「ただいま、休憩から戻りましたぁーッ!」

「お。ひなたちゃん元気いいねぇーッ」

「ジョージさんーッ。シフト重なるの久しぶりッ!
元気してたぁ?腰の方は大丈夫?」

「数日休んでごめんなぁ。全く歳には勝てないって奴だなぁーッ」

「まだまだ若いよぉッ。あ、それ重いでしょう?貸して貸して私が持つから!」

永瀬 ひなた。今年で23歳。夢は幸せな家庭を作る事。超平凡かもしれないけれど、小さい頃からの私の変わらない夢だ。

そして1年前東京に上京したばかりの私はフリーターをしていて、昼間は八代台タワービルの清掃員としてアルバイトをしている。夜はマーメイドでウェイトレスをしているから掛け持ちって訳だ。


特にしたい事がなかった上京。かおるちゃんみたいに芸能人になりたいって大きな夢も野望もなくって、様々なバイトをしてきたけれどドジをして失敗ばかり。

首になった職場は数か所。そして辿り着いたのがこの八代台タワービルの清掃の仕事だった。

数々の有名オフィスが入っている目を見張るほど大きなタワービル。
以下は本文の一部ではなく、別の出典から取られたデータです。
mod common;

use std::{
    thread,
    time::{Duration, Instant},
};

use finpulse::{
    dashboard::Dashboard,
    error::DashboardError,
    snapshot::Snapshot,
    source::{ConnectionState, DataSource, DirectorySource, SourceEvent},
};

use common::{SALES_CSV, TestWorkspace};

fn fast_source(workspace: &TestWorkspace) -> DirectorySource {
    DirectorySource::new(workspace.path()).with_poll_interval(Duration::from_millis(20))
}

#[test]
fn csv_table_builds_the_sales_snapshot() {
    let workspace = TestWorkspace::new();
    workspace.write("sales.csv", SALES_CSV);
    let mut dashboard = Dashboard::new(fast_source(&workspace), "sales");
    dashboard.refresh().expect("refresh");
    let snapshot = dashboard.snapshot().expect("snapshot");
    assert_eq!(snapshot.categories()[0].name, "Marketing");
    assert_eq!(snapshot.categories()[0].margin_percent, -20.0);
    assert_eq!(snapshot.categories()[1].revenue, 300.0);
    assert_eq!(snapshot.role_keys.expense, "cost");
}

#[test]
fn ndjson_and_tsv_tables_are_read() {
    let workspace = TestWorkspace::new();
    workspace.write(
        "orders.ndjson",
        "{\"order_id\":1,\"amount\":12.5,\"category\":\"Books\",\"date\":\"2024-05-02\"}\n\
         \n\
         {\"order_id\":2,\"amount\":7.5,\"category\":\"Games\",\"date\":\"2024-05-09\"}\n",
    );
    workspace.write(
        "costs.tsv",
        "dept\tspending\tdate\nOps\t20\t2024-05-01\nOps\t5\t2024-06-01\n",
    );
    let source = fast_source(&workspace);

    let orders = source.select_all("orders", 100).expect("orders");
    assert_eq!(orders.len(), 2);
    let mut dashboard = Dashboard::new(source.clone(), "orders");
    dashboard.refresh().expect("refresh orders");
    assert_eq!(dashboard.snapshot().expect("snapshot").totals().revenue, 20.0);

    dashboard.set_table("costs").expect("switch to costs");
    let snapshot = dashboard.snapshot().expect("snapshot");
    assert_eq!(snapshot.totals().expenses, 25.0);
    assert_eq!(snapshot.totals().profit, -25.0);
    assert_eq!(snapshot.monthly().len(), 2);
}

#[test]
fn numeric_looking_categories_and_ids_keep_their_text() {
    let workspace = TestWorkspace::new();
    workspace.write(
        "codes.csv",
        "id,revenue,cost,department,created_at
         00042,10,0,01,2024-01-10
         A-2,20,0,1,2024-01-11
         A-3,5,0,1.50,2024-01-12
",
    );
    let rows = fast_source(&workspace)
        .select_all("codes", 100)
        .expect("codes");
    let snapshot = Snapshot::build(&rows).expect("snapshot");
    let categories = snapshot
        .categories()
        .iter()
        .map(|c| (c.name.as_str(), c.revenue))
        .collect::<Vec<_>>();
    assert_eq!(categories, vec![("01", 10.0), ("1", 20.0), ("1.50", 5.0)]);
    let labels = snapshot
        .top_profit_rows()
        .iter()
        .map(|r| r.label.as_str())
        .collect::<Vec<_>>();
    assert_eq!(labels, vec!["A-2", "00042", "A-3"]);
}

#[test]
fn path_like_table_names_are_unavailable() {
    let workspace = TestWorkspace::new();
    workspace.write("sales.csv", SALES_CSV);
    let mut dashboard = Dashboard::new(fast_source(&workspace), "../sales");
    let err = dashboard.refresh().expect_err("rejected name");
    assert!(matches!(err, DashboardError::TableUnavailable { .. }));
}

#[test]
fn appended_rows_are_delivered_live() {
    let workspace = TestWorkspace::new();
    workspace.write("sales.csv", SALES_CSV);
    let mut dashboard = Dashboard::new(fast_source(&workspace), "sales");
    dashboard.refresh().expect("refresh");
    dashboard.connect().expect("connect");

    workspace.append("sales.csv", "A-4,40,10,Ops,2024-03-02\n");
    let deadline = Instant::now() + Duration::from_secs(5);
    let mut applied = 0;
    while applied == 0 {
        assert!(Instant::now() < deadline, "appended row never arrived");
        thread::sleep(Duration::from_millis(10));
        applied += dashboard.pump_live();
    }
    assert_eq!(applied, 1);
    assert_eq!(dashboard.connection_state(), Some(ConnectionState::Connected));
    let snapshot = dashboard.snapshot().expect("snapshot");
    assert_eq!(snapshot.totals().row_count, 4);
    assert!(snapshot.categories().iter().any(|c| c.name == "Ops"));
}

#[test]
fn removing_the_file_disconnects_the_subscription() {
    let workspace = TestWorkspace::new();
    let path = workspace.write("sales.csv", SALES_CSV);
    let source = fast_source(&workspace);
    let mut subscription = source.subscribe("sales").expect("subscribe");
    assert_eq!(
        subscription.next_timeout(Duration::from_secs(5)),
        Some(SourceEvent::State(ConnectionState::Connecting))
    );
    assert_eq!(
        subscription.next_timeout(Duration::from_secs(5)),
        Some(SourceEvent::State(ConnectionState::Connected))
    );
    std::fs::remove_file(path).expect("remove table file");
    assert_eq!(
        subscription.next_timeout(Duration::from_secs(5)),
        Some(SourceEvent::State(ConnectionState::Disconnected))
    );
    assert!(subscription.is_closed());
}

#[test]
fn subscribing_to_a_missing_table_disconnects_immediately() {
    let workspace = TestWorkspace::new();
    let source = fast_source(&workspace);
    let mut subscription = source.subscribe("ghost").expect("subscribe");
    assert_eq!(
        subscription.try_next(),
        Some(SourceEvent::State(ConnectionState::Connecting))
    );
    assert_eq!(
        subscription.try_next(),
        Some(SourceEvent::State(ConnectionState::Disconnected))
    );
}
ここは東京のど真ん中。そしてビジネスの中心街である。


青色の全く色気のない作業着を着て、毎日この大きなビルを走り回っている。

綺麗な仕事ではないかもしれないけれど、パートのおばちゃんや会社を定年退職したおじちゃん達と働くのは、私にとって全く苦痛ではない。おばあちゃんっ子だったからだろうか。